Mehmet Nasır Sönmez, a teacher who was fired from his job by a government decree without due process, was reinstated two months after his death on November 7, 2020, sparking an outcry among human rights activists.

According to the Evrensel Daily, Sönmez was fired on February 7, 2017 and applied to the State of Emergency Procedures Investigation Commission (OHAL Commission) demanding to be reinstated. However, the commission did not decide on his case until after his death.

Sönmez was one of more than 130,000 civil servants who were removed from their jobs for alleged membership in or relationships with “terrorist organizations” by emergency decree-laws subject to neither judicial nor parliamentary scrutiny. He was a member of the left-wing Education and Science Workers’ Union (Eğitim-Sen).

The Eğitim Sen branch in his home town of Tekirdağ in northwestern Turkey said they could not feel happy about Sönmez’s reinstatement. “Justice delayed is justice denied,” the union said. “We have said this again and again and will never tire of saying it. All our [purged] friends will be reinstated.”

The OHAL Commission was established in January 2017 for appeals against measures taken by the Turkish government during a two-year state of emergency declared in the aftermath of an abortive putsch in July 2016.

During the state of emergency the Turkish government carried out a massive purge of state institutions under the pretext of an anti-coup fight against its political opponents. In addition to summarily removing over 130,000 public servants as well as 20,610 members of the armed forces, the government also shut down 164 media organizations, 1,058 educational institutions and 1,769 NGOs with emergency decree-laws without any due process. The victims were not allowed to contest the decisions in court.

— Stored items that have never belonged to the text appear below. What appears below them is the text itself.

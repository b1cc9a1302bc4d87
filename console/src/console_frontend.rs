use std::io::{BufRead, Write};

use common::games::TicTacToeFrontend;
use common::games::tictactoe::{Board, GameMode, Outcome, Player, Position};
use common::log;

use crate::render;

/// Plays through a terminal: prompts on `output`, reads answers line by line
/// from `input`.
pub struct ConsoleFrontend<R: BufRead, W: Write> {
    input: R,
    output: W,
    clear_screen: bool,
}

impl<R: BufRead, W: Write> ConsoleFrontend<R, W> {
    pub fn new(input: R, output: W, clear_screen: bool) -> Self {
        Self {
            input,
            output,
            clear_screen,
        }
    }

    #[cfg(test)]
    pub fn into_output(self) -> W {
        self.output
    }

    pub fn write(&mut self, text: &str) -> Result<(), String> {
        self.output
            .write_all(text.as_bytes())
            .and_then(|_| self.output.flush())
            .map_err(|e| format!("Failed to write to terminal: {}", e))
    }

    fn show_title(&mut self) -> Result<(), String> {
        if self.clear_screen {
            self.write(render::CLEAR_SCREEN)?;
        }
        self.write(&render::title())
    }

    /// Next non-blank line, trimmed.
    fn read_answer(&mut self) -> Result<String, String> {
        loop {
            let mut line = String::new();
            let read = self
                .input
                .read_line(&mut line)
                .map_err(|e| format!("Failed to read input: {}", e))?;
            if read == 0 {
                return Err("Input closed".to_string());
            }
            let answer = line.trim();
            if !answer.is_empty() {
                return Ok(answer.to_string());
            }
        }
    }
}

fn parse_mode(answer: &str) -> Option<GameMode> {
    match answer.parse::<i64>().ok()? {
        1 => Some(GameMode::EasyAi),
        2 => Some(GameMode::HardAi),
        3 => Some(GameMode::TwoPlayer),
        _ => None,
    }
}

impl<R: BufRead, W: Write> TicTacToeFrontend for ConsoleFrontend<R, W> {
    fn request_game_mode(&mut self) -> Result<GameMode, String> {
        self.show_title()?;
        self.write(&render::mode_menu())?;
        self.write("  Enter your choice (1-3): ")?;

        loop {
            let answer = self.read_answer()?;
            if let Some(mode) = parse_mode(&answer) {
                log!("Mode selected: {}", mode.title());
                return Ok(mode);
            }
            self.write("  [X] Invalid choice! Enter 1, 2, or 3: ")?;
        }
    }

    fn announce_game_start(&mut self, mode: GameMode) -> Result<(), String> {
        self.show_title()?;
        self.write(&format!("  Game Mode: {}\n  Player X starts!\n", mode.title()))
    }

    fn show_board(&mut self, board: &Board) -> Result<(), String> {
        self.write(&render::board_with_guide(board))
    }

    fn request_human_move(&mut self, board: &Board, player: Player) -> Result<Position, String> {
        loop {
            self.write(&format!("  Player {}, enter position (1-9): ", player))?;
            let answer = self.read_answer()?;

            let Ok(number) = answer.parse::<i64>() else {
                self.write("  [X] Invalid input! Please enter a number.\n")?;
                continue;
            };

            let Some(position) = usize::try_from(number).ok().and_then(Position::from_number) else {
                self.write("  [X] Invalid position! Choose 1-9.\n")?;
                continue;
            };

            if board.is_legal_position(position) {
                return Ok(position);
            }
            self.write("  [X] Position already taken! Choose another.\n")?;
        }
    }

    fn report_computer_move(&mut self, position: Position) -> Result<(), String> {
        self.write(&format!("  Computer plays at position {}\n", position.number()))
    }

    fn report_outcome(&mut self, outcome: Outcome, board: &Board) -> Result<(), String> {
        self.show_title()?;
        self.write(&render::board_with_guide(board))?;
        self.write(&render::outcome_banner(outcome))
    }

    fn request_play_again(&mut self) -> Result<bool, String> {
        self.write("  Play again? (y/n): ")?;
        let answer = self.read_answer()?;
        Ok(matches!(answer.chars().next(), Some('y' | 'Y')))
    }
}
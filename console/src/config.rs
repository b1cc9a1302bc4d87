use common::config::{ConfigManager, FileContentConfigProvider, Validate, YamlConfigSerializer};
use common::games::tictactoe::GameMode;
use serde::{Deserialize, Serialize};

pub const CONFIG_FILE: &str = "tictactoe_config.yaml";

pub type ConsoleConfigManager = ConfigManager<FileContentConfigProvider, Config, YamlConfigSerializer>;

pub fn get_config_manager(file_path: &str) -> ConsoleConfigManager {
    ConfigManager::from_yaml_file(file_path)
}

#[derive(Debug, PartialEq, Serialize, Deserialize, Clone)]
#[serde(default)]
pub struct Config {
    pub clear_screen: bool,
    pub default_mode: Option<GameMode>,
    pub seed: Option<u64>,
    pub logging: LoggingConfig,
}

impl Default for Config {
    fn default() -> Self {
        Self {
            clear_screen: true,
            default_mode: None,
            seed: None,
            logging: LoggingConfig::default(),
        }
    }
}

impl Validate for Config {
    fn validate(&self) -> Result<(), String> {
        self.logging.validate()?;
        Ok(())
    }
}

#[derive(Debug, PartialEq, Serialize, Deserialize, Clone, Default)]
#[serde(default)]
pub struct LoggingConfig {
    pub enabled: bool,
    pub prefix: Option<String>,
}

impl Validate for LoggingConfig {
    fn validate(&self) -> Result<(), String> {
        if self.prefix.as_deref().is_some_and(|p| p.trim().is_empty()) {
            return Err("logging prefix must not be blank".to_string());
        }
        Ok(())
    }
}
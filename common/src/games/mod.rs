mod frontend;
mod session_rng;

pub mod tictactoe;

pub use frontend::TicTacToeFrontend;
pub use session_rng::SessionRng;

The OHAL Commission was established as an appeals body under pressure from the Council of Europe in order to relieve the European Court of Human Rights (ECtHR) of a huge workload emanating from tens of thousands of Turkish applicants who couldn’t take their cases to Turkish courts. According to critics, the commission’s role is simply to delay or prevent possible ECtHR decisions against Turkey. The commission is also accused of bias as it is led by former Justice Ministry deputy undersecretary Selahaddin Menteş, who had been openly supportive of Turkish President Recep Tayyip Erdoğan.

As of December 31, 2020 the commission had made decisions on 112,310 of a total of 126,630 applications. It ruled in favor of the applicants in only 13,170 of the cases.

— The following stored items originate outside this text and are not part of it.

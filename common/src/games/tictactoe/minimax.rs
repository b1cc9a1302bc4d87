use std::ops::{Deref, DerefMut};

use super::board::Board;
use super::types::{Player, Position};
use super::win_detector::check_win;

/// The side the search maximizes for.
pub const COMPUTER: Player = Player::O;

pub const COMPUTER_WIN_SCORE: i32 = 10;
pub const HUMAN_WIN_SCORE: i32 = -10;
pub const DRAW_SCORE: i32 = 0;

/// A mark placed for the duration of a search branch.
///
/// The cell is cleared again when the guard is dropped, so the board is
/// restored on every exit path out of the branch.
pub(super) struct TrialMove<'a> {
    board: &'a mut Board,
    position: Position,
}

impl<'a> TrialMove<'a> {
    pub(super) fn place(board: &'a mut Board, position: Position, player: Player) -> Self {
        board.place(position, player);
        Self { board, position }
    }
}

impl Deref for TrialMove<'_> {
    type Target = Board;

    fn deref(&self) -> &Board {
        self.board
    }
}

impl DerefMut for TrialMove<'_> {
    fn deref_mut(&mut self) -> &mut Board {
        self.board
    }
}

impl Drop for TrialMove<'_> {
    fn drop(&mut self) {
        self.board.clear(self.position);
    }
}

/// Scores `board` by exhaustive search with both sides playing perfectly.
///
/// `maximizing_turn` is true when the computer moves next. The result is
/// [`COMPUTER_WIN_SCORE`], [`HUMAN_WIN_SCORE`] or [`DRAW_SCORE`]; how many
/// moves a win takes does not affect its score.
pub fn evaluate(board: &mut Board, maximizing_turn: bool) -> i32 {
    if check_win(board, COMPUTER) {
        return COMPUTER_WIN_SCORE;
    }
    if check_win(board, COMPUTER.opponent()) {
        return HUMAN_WIN_SCORE;
    }
    if board.is_full() {
        return DRAW_SCORE;
    }

    if maximizing_turn {
        let mut best_score = i32::MIN;
        for position in board.available_moves() {
            let mut trial = TrialMove::place(board, position, COMPUTER);
            let score = evaluate(&mut trial, false);
            best_score = best_score.max(score);
        }
        best_score
    } else {
        let mut best_score = i32::MAX;
        for position in board.available_moves() {
            let mut trial = TrialMove::place(board, position, COMPUTER.opponent());
            let score = evaluate(&mut trial, true);
            best_score = best_score.min(score);
        }
        best_score
    }
}

/// Returns the computer's best cell and its score, preferring the first cell
/// in row-major order among equal scores.
pub fn best_move(board: &mut Board) -> Option<(Position, i32)> {
    let mut best: Option<(Position, i32)> = None;

    for position in board.available_moves() {
        let mut trial = TrialMove::place(board, position, COMPUTER);
        let score = evaluate(&mut trial, false);
        drop(trial);

        if best.is_none_or(|(_, best_score)| score > best_score) {
            best = Some((position, score));
        }
    }

    best
}

#[cfg(test)]
mod tests {
    use super::*;
    use crate::games::tictactoe::types::Mark::{Empty as E, O, X};

    #[test]
    fn test_empty_board_is_a_draw() {
        let mut board = Board::new();
        assert_eq!(evaluate(&mut board, true), DRAW_SCORE);
        assert_eq!(evaluate(&mut board, false), DRAW_SCORE);
    }

    #[test]
    fn test_terminal_boards() {
        let mut board = Board::from_rows([[O, O, O], [X, X, E], [X, E, E]]);
        assert_eq!(evaluate(&mut board, false), COMPUTER_WIN_SCORE);

        let mut board = Board::from_rows([[X, X, X], [O, O, E], [E, E, E]]);
        assert_eq!(evaluate(&mut board, true), HUMAN_WIN_SCORE);

        let mut board = Board::from_rows([[X, O, X], [X, O, O], [O, X, X]]);
        assert_eq!(evaluate(&mut board, true), DRAW_SCORE);
    }

    #[test]
    fn test_evaluate_leaves_board_unchanged() {
        let boards = [
            Board::new(),
            Board::from_rows([[X, E, E], [E, E, E], [E, E, E]]),
            Board::from_rows([[X, E, E], [E, O, E], [E, E, X]]),
            Board::from_rows([[X, X, O], [X, X, E], [O, O, E]]),
        ];
        for original in boards {
            let mut board = original;
            let first = evaluate(&mut board, true);
            assert_eq!(board, original);
            let second = evaluate(&mut board, true);
            assert_eq!(board, original);
            assert_eq!(first, second);
        }
    }

    #[test]
    fn test_forced_loss_is_scored_as_loss() {
        // X holds two open lines through the corner; O can only block one.
        let mut board = Board::from_rows([[X, E, O], [E, O, E], [X, E, X]]);
        assert_eq!(evaluate(&mut board, true), HUMAN_WIN_SCORE);
    }

    #[test]
    fn test_trial_move_restores_cell_on_drop() {
        let mut board = Board::new();
        let position = Position::new(1, 2);
        {
            let trial = TrialMove::place(&mut board, position, Player::O);
            assert_eq!(trial.get(position), O);
        }
        assert_eq!(board.get(position), E);
    }

    #[test]
    fn test_best_move_takes_only_winning_cell() {
        let mut board = Board::from_rows([[X, X, O], [X, X, E], [O, O, E]]);
        let (position, score) = best_move(&mut board).unwrap();
        assert_eq!(position, Position::new(2, 2));
        assert_eq!(score, COMPUTER_WIN_SCORE);
    }

    #[test]
    fn test_best_move_on_full_board() {
        let mut board = Board::from_rows([[X, O, X], [X, O, O], [O, X, X]]);
        assert_eq!(best_move(&mut board), None);
    }
}
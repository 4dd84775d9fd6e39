//! ExerciseSelector: shuffles the pools and draws a batch.

use rand::seq::SliceRandom;
use rand::Rng;
use tracing::debug;

use conjuga_catalog::Catalog;
use conjuga_core::constants::PRIMARY_POOL_TARGET;
use conjuga_core::models::{MasterySnapshot, VerbTense};

use crate::draw::draw_batch;
use crate::pools::build_pools;

/// Pure selection policy over a store snapshot.
#[derive(Debug, Clone)]
pub struct ExerciseSelector {
    primary_target: usize,
}

impl ExerciseSelector {
    pub fn new(primary_target: usize) -> Self {
        Self { primary_target }
    }

    /// Up to `batch_size` distinct eligible pairs. Empty when nothing is
    /// eligible; never fails.
    pub fn select<R: Rng + ?Sized>(
        &self,
        catalog: &Catalog,
        snapshot: &MasterySnapshot,
        batch_size: usize,
        rng: &mut R,
    ) -> Vec<VerbTense> {
        let mut pools = build_pools(catalog.pairs(), snapshot);
        pools.primary.shuffle(rng);
        pools.secondary.shuffle(rng);

        let batch = draw_batch(
            &pools.primary,
            &pools.secondary,
            batch_size,
            self.primary_target,
        );
        debug!(
            primary = pools.primary.len(),
            secondary = pools.secondary.len(),
            requested = batch_size,
            selected = batch.len(),
            "exercise batch selected"
        );
        batch
    }
}

impl Default for ExerciseSelector {
    fn default() -> Self {
        Self::new(PRIMARY_POOL_TARGET)
    }
}
//! StorageEngine: owns the connection, runs migrations on open and
//! implements `IMasteryStore`.

use std::path::{Path, PathBuf};

use conjuga_core::config::StorageConfig;
use conjuga_core::errors::StorageResult;
use conjuga_core::models::{
    AttemptMap, AttemptRecord, PreferenceFlags, PreferenceMap, RemediatedSentence,
};
use conjuga_core::traits::IMasteryStore;

use crate::migrations;
use crate::pool::WriteConnection;
use crate::queries::{attempt_ops, preference_ops, sentence_ops};

pub struct StorageEngine {
    writer: WriteConnection,
    db_path: Option<PathBuf>,
}

impl StorageEngine {
    /// Open (or create) a database file with the default busy timeout.
    pub fn open(path: &Path) -> StorageResult<Self> {
        Self::open_with(path, StorageConfig::default().busy_timeout_ms)
    }

    pub fn open_with(path: &Path, busy_timeout_ms: u32) -> StorageResult<Self> {
        let engine = Self {
            writer: WriteConnection::open(path, busy_timeout_ms)?,
            db_path: Some(path.to_path_buf()),
        };
        engine.initialize()?;
        tracing::info!(path = %path.display(), "storage opened");
        Ok(engine)
    }

    pub fn from_config(config: &StorageConfig) -> StorageResult<Self> {
        Self::open_with(Path::new(&config.db_path), config.busy_timeout_ms)
    }

    /// Open an in-memory database (for testing).
    pub fn open_in_memory() -> StorageResult<Self> {
        let engine = Self {
            writer: WriteConnection::open_in_memory()?,
            db_path: None,
        };
        engine.initialize()?;
        Ok(engine)
    }

    fn initialize(&self) -> StorageResult<()> {
        self.writer.with_conn_sync(|conn| {
            migrations::run_migrations(conn)?;
            Ok(())
        })
    }

    pub fn db_path(&self) -> Option<&Path> {
        self.db_path.as_deref()
    }

    pub fn schema_version(&self) -> StorageResult<u32> {
        self.writer.with_conn_sync(migrations::current_version)
    }

    /// Rows in the learner's attempt history, superseded ones included.
    pub fn attempt_count(&self, learner: &str) -> StorageResult<i64> {
        self.writer
            .with_conn_sync(|conn| attempt_ops::count_attempts(conn, learner))
    }

    pub fn writer(&self) -> &WriteConnection {
        &self.writer
    }
}

impl IMasteryStore for StorageEngine {
    fn load_attempts(&self, learner: &str) -> StorageResult<AttemptMap> {
        self.writer
            .with_conn_sync(|conn| attempt_ops::latest_attempts(conn, learner))
    }

    fn save_attempt(&self, learner: &str, record: &AttemptRecord) -> StorageResult<()> {
        self.writer
            .with_conn_sync(|conn| attempt_ops::insert_attempt(conn, learner, record))
    }

    fn load_preferences(&self, learner: &str) -> StorageResult<PreferenceMap> {
        self.writer
            .with_conn_sync(|conn| preference_ops::load_preferences(conn, learner))
    }

    fn save_preference(
        &self,
        learner: &str,
        verb: &str,
        tense: &str,
        flags: PreferenceFlags,
    ) -> StorageResult<()> {
        self.writer.with_conn_sync(|conn| {
            preference_ops::upsert_preference(conn, learner, verb, tense, flags)
        })
    }

    fn save_remediated_sentence(
        &self,
        learner: &str,
        sentence: &RemediatedSentence,
    ) -> StorageResult<()> {
        self.writer
            .with_conn_sync(|conn| sentence_ops::insert_sentence(conn, learner, sentence))
    }

    fn load_sentences(&self, learner: &str) -> StorageResult<Vec<RemediatedSentence>> {
        self.writer
            .with_conn_sync(|conn| sentence_ops::load_sentences(conn, learner))
    }
}
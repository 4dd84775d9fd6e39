//! SessionManager: learner-keyed sessions via DashMap.
//!
//! Each session sits behind its own mutex so one learner's operations
//! serialize while different learners proceed in parallel.

use std::sync::{Arc, Mutex, MutexGuard, PoisonError, TryLockError};

use chrono::Duration;
use dashmap::DashMap;

use crate::machine::Session;
use crate::phase::Phase;

pub type SessionHandle = Arc<Mutex<Session>>;

/// Thread-safe map from learner id to their session.
pub struct SessionManager {
    sessions: Arc<DashMap<String, SessionHandle>>,
}

impl SessionManager {
    pub fn new() -> Self {
        Self {
            sessions: Arc::new(DashMap::new()),
        }
    }

    /// The learner's session, created idle on first use.
    pub fn handle(&self, learner: &str) -> SessionHandle {
        self.sessions
            .entry(learner.to_string())
            .or_insert_with(|| Arc::new(Mutex::new(Session::new(learner))))
            .clone()
    }

    /// The learner's session if one exists.
    pub fn get(&self, learner: &str) -> Option<SessionHandle> {
        self.sessions.get(learner).map(|r| r.value().clone())
    }

    /// Phase of the learner's session; `Idle` when there is none.
    pub fn phase(&self, learner: &str) -> Phase {
        self.get(learner)
            .map(|handle| lock(&handle).phase())
            .unwrap_or(Phase::Idle)
    }

    pub fn remove(&self, learner: &str) -> Option<SessionHandle> {
        self.sessions.remove(learner).map(|(_, v)| v)
    }

    /// Remove the learner's session only if it has been idle for longer
    /// than `timeout`. The check and the removal happen under the map's
    /// shard lock, so a session replaced or touched meanwhile survives. A
    /// session locked by an in-flight operation counts as busy.
    pub fn remove_if_idle_for(&self, learner: &str, timeout: Duration) -> bool {
        self.sessions
            .remove_if(learner, |_, handle| match handle.try_lock() {
                Ok(session) => session.idle_duration() > timeout,
                Err(TryLockError::Poisoned(poisoned)) => {
                    poisoned.into_inner().idle_duration() > timeout
                }
                Err(TryLockError::WouldBlock) => false,
            })
            .is_some()
    }

    pub fn session_count(&self) -> usize {
        self.sessions.len()
    }

    pub fn learners(&self) -> Vec<String> {
        self.sessions.iter().map(|r| r.key().clone()).collect()
    }
}

impl Default for SessionManager {
    fn default() -> Self {
        Self::new()
    }
}

/// Lock a session, recovering the guard from a poisoned mutex.
pub fn lock(handle: &SessionHandle) -> MutexGuard<'_, Session> {
    handle.lock().unwrap_or_else(PoisonError::into_inner)
}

In its Turkey 2020 report, the European Commission (EC) raised serious concerns about the ability of the commission to provide an effective remedy against dismissals. The report criticized the lengthy review procedures and underlined that the applicants did not have a proper means of defense as the commission does not hold hearings. The EC also said the commission did not have sufficiently individualized criteria to evaluate the applications.